4. Fabriquez des lames chambrées pour l’imagerie de spécimens de poissons-zèbres avec un microscope confocal vertical.
   1. Procurez-vous des lames de microscope en verre et de la résine époxy en deux parties (voir le tableau des matériaux). Mélangez l’époxy selon les instructions sur l’emballage et peignez des anneaux épais ou des rectangles sur les lames de verre. Laisser durcir et sécher les glissières dans la hotte pendant au moins 24 heures avant utilisation.

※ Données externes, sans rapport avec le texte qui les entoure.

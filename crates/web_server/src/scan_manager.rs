use tokio::sync::watch;
use tokio::task::JoinHandle;

use campground_scan::{CatalogSync, DigestJob, ScanContext, ScanExecutor};

use crate::config::AppConfig;

/// Owns the background loops: polling, per-provider catalog sync and the digest
pub struct ScanManager {
    ctx: ScanContext,
    shutdown: watch::Sender<bool>,
    handles: Vec<JoinHandle<()>>,
}

impl ScanManager {
    /// Creates a manager with no loops running
    pub fn new(ctx: ScanContext) -> Self {
        let (shutdown, _) = watch::channel(false);
        Self {
            ctx,
            shutdown,
            handles: Vec::new(),
        }
    }

    /// Spawns every loop
    pub fn start(&mut self, config: &AppConfig) {
        log::info!("Starting background jobs");

        let executor = ScanExecutor::new(self.ctx.clone(), config.executor.clone());
        let rx = self.shutdown.subscribe();
        self.handles
            .push(tokio::spawn(async move { executor.run(rx).await }));

        for provider in self.ctx.registry.names() {
            let sync = CatalogSync::new(self.ctx.clone(), provider, config.catalog_sync_interval);
            let rx = self.shutdown.subscribe();
            self.handles
                .push(tokio::spawn(async move { sync.run(rx).await }));
        }

        let digest = DigestJob::new(
            self.ctx.clone(),
            config.digest_channel.clone(),
            config.digest_interval,
        );
        let rx = self.shutdown.subscribe();
        self.handles
            .push(tokio::spawn(async move { digest.run(rx).await }));

        log::info!("{} background jobs running", self.handles.len());
    }

    /// Signals every loop, waits for them to finish their current pass,
    /// then drains the notification queue
    pub async fn stop(&mut self) {
        log::info!("Stopping background jobs");
        let _ = self.shutdown.send(true);

        for handle in self.handles.drain(..) {
            if let Err(e) = handle.await {
                log::error!("Background job ended abnormally: {}", e);
            }
        }

        self.ctx.notifier.shutdown().await;
        log::info!("Background jobs stopped");
    }
}
//! Integration tests for on-demand refreshes.

use std::sync::Arc;
use std::time::Duration;

use campground_scan::{
    AdhocConfig, AdhocOutcome, AdhocScraper, AdhocStatus, MemoryStore, PairKey, PairLocks,
    ScanContext, ScanError, Subscription,
};
use chrono::{Days, Utc};
use httpmock::prelude::*;
use notification_services::{Notifier, NotifierConfig};
use providers::http::{HttpConfig, RetryPolicy, build_client};
use providers::{ProviderError, ProviderRegistry, RecGovClient, RecGovEndpoints};
use serde_json::json;
use uuid::Uuid;

mod common;
use common::{FAKE, Harness, RecordingChat, Script};

fn scraper(harness: &Harness) -> AdhocScraper {
    AdhocScraper::new(harness.ctx.clone(), AdhocConfig::default())
}

#[tokio::test]
async fn test_second_request_inside_cooldown_is_debounced() {
    let harness = Harness::new();
    let scraper = scraper(&harness);

    let first = scraper.request(FAKE, "T", "U1").await.unwrap();
    let second = scraper.request(FAKE, "T", "U2").await.unwrap();

    match first {
        AdhocOutcome::Processed(request) => {
            assert_eq!(request.status, AdhocStatus::Completed);
            assert!(request.finished_at.is_some());
        }
        other => panic!("expected processed, got {other:?}"),
    }
    match second {
        AdhocOutcome::Debounced { latest } => {
            assert_eq!(latest.unwrap().requester_id, "U1");
        }
        other => panic!("expected debounced, got {other:?}"),
    }
    assert_eq!(harness.store.inner.adhoc_requests().await.len(), 1);
    assert!(!scraper.can_request(FAKE, "T").await.unwrap());
    assert!(scraper.can_request(FAKE, "other").await.unwrap());
}

#[tokio::test]
async fn test_request_after_cooldown_creates_a_new_row() {
    let harness = Harness::new();
    let scraper = AdhocScraper::new(
        harness.ctx.clone(),
        AdhocConfig {
            cooldown: Duration::from_millis(50),
            ..Default::default()
        },
    );

    scraper.request(FAKE, "T", "U1").await.unwrap();
    tokio::time::sleep(Duration::from_millis(80)).await;
    let again = scraper.request(FAKE, "T", "U2").await.unwrap();

    let AdhocOutcome::Processed(request) = again else {
        panic!("expected processed, got {again:?}");
    };
    // the finished first request is superseded rather than kept forever
    let kept = harness.store.inner.adhoc_requests().await;
    assert_eq!(kept.len(), 1);
    assert_eq!(kept[0].id, request.id);
    assert_eq!(kept[0].requester_id, "U2");
}

#[tokio::test]
async fn test_adhoc_refresh_notifies_like_the_scheduler() {
    let harness = Harness::new();
    let today = Utc::now().date_naive();
    let opening = today.checked_add_days(Days::new(3)).unwrap();
    harness
        .subscribe(
            "U1",
            "T",
            Some("C36"),
            today,
            today.checked_add_days(Days::new(10)).unwrap(),
        )
        .await;
    harness
        .provider
        .set("T", Script::Cells(vec![("C36", opening, true)]));

    scraper(&harness).request(FAKE, "T", "U9").await.unwrap();

    let delivered = harness.delivered().await;
    assert_eq!(delivered.len(), 1);
    assert_eq!(delivered[0].0, "U1");
    assert!(delivered[0].1.contains("C36"));
}

#[tokio::test]
async fn test_upstream_failure_marks_request_failed() {
    let harness = Harness::new();
    harness.provider.set("T", Script::Fail);

    let outcome = scraper(&harness).request(FAKE, "T", "U1").await.unwrap();

    match outcome {
        AdhocOutcome::Processed(request) => assert_eq!(request.status, AdhocStatus::Failed),
        other => panic!("expected processed, got {other:?}"),
    }
}

#[tokio::test]
async fn test_lock_wait_is_bounded_by_timeout() {
    let harness = Harness::new();
    let scraper = AdhocScraper::new(
        harness.ctx.clone(),
        AdhocConfig {
            timeout: Duration::from_millis(200),
            ..Default::default()
        },
    );
    let _held = harness
        .ctx
        .locks
        .try_acquire(&PairKey::new(FAKE, "T"))
        .unwrap();

    let outcome = scraper.request(FAKE, "T", "U1").await.unwrap();

    match outcome {
        AdhocOutcome::Processed(request) => assert_eq!(request.status, AdhocStatus::Failed),
        other => panic!("expected processed, got {other:?}"),
    }
}

#[tokio::test]
async fn test_unknown_provider_is_rejected_before_any_row() {
    let harness = Harness::new();
    let result = scraper(&harness).request("hipcamp", "T", "U1").await;

    assert!(matches!(
        result,
        Err(ScanError::Provider(ProviderError::UnknownProvider(_)))
    ));
    assert!(harness.store.inner.adhoc_requests().await.is_empty());
}

#[tokio::test]
async fn test_adhoc_against_recreation_gov_month_endpoint() {
    let server = MockServer::start_async().await;
    let today = Utc::now().date_naive();
    let opening = today.checked_add_days(Days::new(1)).unwrap();
    let mut availabilities = serde_json::Map::new();
    availabilities.insert(
        format!("{}T00:00:00Z", opening.format("%Y-%m-%d")),
        json!("Available"),
    );
    let body = json!({
        "campsites": {
            "1001": {"campsite_id": "1001", "site": "C36", "availabilities": availabilities}
        }
    });
    let month = server
        .mock_async(|when, then| {
            when.method(GET)
                .path("/api/camps/availability/campground/232447/month");
            then.status(200).json_body(body.clone());
        })
        .await;

    let adapter = RecGovClient::with_endpoints(
        build_client(&HttpConfig::default()).unwrap(),
        None,
        RecGovEndpoints {
            internal_base_url: server.url("/api"),
            ridb_base_url: server.url("/ridb"),
            public_base_url: "https://www.recreation.gov".to_string(),
        },
    )
    .with_retry_policy(RetryPolicy {
        max_attempts: 2,
        base_delay: Duration::from_millis(1),
    })
    .with_request_delay(Duration::ZERO);

    let mut registry = ProviderRegistry::new();
    registry.register(Arc::new(adapter));

    let store = Arc::new(MemoryStore::new());
    store
        .insert_subscription(Subscription {
            id: Uuid::new_v4(),
            user_id: "U1".to_string(),
            provider: "recreationdotgov".to_string(),
            campground_id: "232447".to_string(),
            site_filter: Some("*".to_string()),
            start_date: today,
            end_date: opening,
            active: true,
            created_at: Utc::now(),
        })
        .await;

    let chat = Arc::new(RecordingChat::default());
    let notifier = Notifier::start(chat.clone(), NotifierConfig::default());
    let ctx = ScanContext::new(
        store.clone(),
        Arc::new(registry),
        notifier.clone(),
        PairLocks::new(Duration::from_secs(60)),
        Duration::ZERO,
    );

    let outcome = AdhocScraper::new(ctx, AdhocConfig::default())
        .request("recreationdotgov", "232447", "U1")
        .await
        .unwrap();
    notifier.shutdown().await;

    assert!(month.hits_async().await >= 1);
    match outcome {
        AdhocOutcome::Processed(request) => assert_eq!(request.status, AdhocStatus::Completed),
        other => panic!("expected processed, got {other:?}"),
    }
    let messages = chat.messages.lock().unwrap();
    assert_eq!(messages.len(), 1);
    assert!(messages[0].1.contains("https://www.recreation.gov/camping/campsites/1001"));
}
//! Edge detection between the stored snapshot and a fresh fetch of one pair.

use std::collections::BTreeMap;

use chrono::NaiveDate;
use notification_services::NotificationEvent;
use providers::{AvailabilityCell, DateRange};

use crate::scan_types::Subscription;

/// Identity of a cell inside one pair
#[derive(Debug, Clone, PartialEq, Eq, Hash, PartialOrd, Ord)]
pub struct CellKey {
    /// Upstream site identifier
    pub site_id: String,
    /// UTC calendar day
    pub day: NaiveDate,
}

impl CellKey {
    fn of(cell: &AvailabilityCell) -> Self {
        Self {
            site_id: cell.site_id.clone(),
            day: cell.day,
        }
    }
}

/// How one cell moved between snapshot and fetch
#[derive(Debug, Clone, Copy, PartialEq, Eq)]
pub enum CellChange {
    /// Absent or false before, true now
    NewlyAvailable,
    /// True before, false or absent now
    NewlyUnavailable,
    /// Anything else
    Unchanged,
}

/// Classifies one cell given its prior and fresh state (`None` = absent)
pub fn classify(prior: Option<bool>, fresh: Option<bool>) -> CellChange {
    match (prior.unwrap_or(false), fresh.unwrap_or(false)) {
        (false, true) => CellChange::NewlyAvailable,
        (true, false) => CellChange::NewlyUnavailable,
        _ => CellChange::Unchanged,
    }
}

/// Outcome of diffing one pair
#[derive(Debug, Default)]
pub struct DiffResult {
    /// Cells that just opened up
    pub newly_available: Vec<AvailabilityCell>,
    /// Cells that were open and no longer are
    pub newly_unavailable: Vec<CellKey>,
    /// Cells whose state did not move
    pub unchanged: usize,
}

/// Diffs a fresh fetch against the prior snapshot.
///
/// Only days inside `covered` are considered; anything else was not fetched
/// and says nothing about availability.
pub fn diff_cells(
    prior: &[AvailabilityCell],
    fresh: &[AvailabilityCell],
    covered: &[DateRange],
) -> DiffResult {
    let in_scope = |cell: &&AvailabilityCell| covered.iter().any(|r| r.contains(cell.day));

    let prior: BTreeMap<CellKey, bool> = prior
        .iter()
        .filter(in_scope)
        .map(|cell| (CellKey::of(cell), cell.available))
        .collect();
    let fresh: BTreeMap<CellKey, &AvailabilityCell> = fresh
        .iter()
        .filter(in_scope)
        .map(|cell| (CellKey::of(cell), cell))
        .collect();

    let mut result = DiffResult::default();

    for (key, cell) in &fresh {
        match classify(prior.get(key).copied(), Some(cell.available)) {
            CellChange::NewlyAvailable => result.newly_available.push((*cell).clone()),
            CellChange::NewlyUnavailable => result.newly_unavailable.push(key.clone()),
            CellChange::Unchanged => result.unchanged += 1,
        }
    }

    // cells that vanished from the fetch
    for (key, available) in &prior {
        if fresh.contains_key(key) {
            continue;
        }
        match classify(Some(*available), None) {
            CellChange::NewlyUnavailable => result.newly_unavailable.push(key.clone()),
            _ => result.unchanged += 1,
        }
    }

    result
}

/// Pairs newly available cells with the subscriptions that want them.
///
/// Pure: one event per (subscription, cell) match, nights before `today` excluded.
pub fn match_subscriptions(
    newly_available: &[AvailabilityCell],
    subscriptions: &[Subscription],
    today: NaiveDate,
    booking_url: impl Fn(&AvailabilityCell) -> String,
) -> Vec<NotificationEvent> {
    let mut events = Vec::new();

    for cell in newly_available.iter().filter(|cell| cell.day >= today) {
        for subscription in subscriptions {
            let wanted = subscription.active
                && subscription.provider == cell.provider
                && subscription.campground_id == cell.campground_id
                && subscription.covers(cell.day)
                && subscription.matches_site(&cell.site_id, &cell.site_name);
            if !wanted {
                continue;
            }

            events.push(NotificationEvent {
                subscription_id: subscription.id,
                user_id: subscription.user_id.clone(),
                provider: cell.provider.clone(),
                campground_id: cell.campground_id.clone(),
                site_id: cell.site_id.clone(),
                site_name: cell.site_name.clone(),
                day: cell.day,
                booking_url: booking_url(cell),
            });
        }
    }

    events
}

2. Collecte et élevage d’embryons

1. Couplez des poissons mâles et femelles adultes des génotypes souhaités dans des boîtes de reproduction en fin d’après-midi / début de soirée. Le lendemain matin, après qu’ils aient frayé, collectez les œufs nouvellement fécondés avec une passoire à mailles et transférez-les à l’E3 dans des boîtes de Pétri de 100 mm.
2. Incuber les embryons à ~27,5 °C avec un cycle de lumière de 14 h/10 h d’obscurité jusqu’au jour de la chirurgie. Changez e3 tous les jours ou si nécessaire.
3. Nourrissez les larves à l’aide d’un compte-gouttes rempli de rotifères récoltés une fois par jour, en commençant soit 5 jours après la fécondation (dpf), soit un jour après la chirurgie. Une fois que les larves ont plusieurs heures à manger, changez l’E3 pour éliminer les rotifères et les déchets restants.
   REMARQUE: Ne nourrissez pas les larves le jour de la chirurgie.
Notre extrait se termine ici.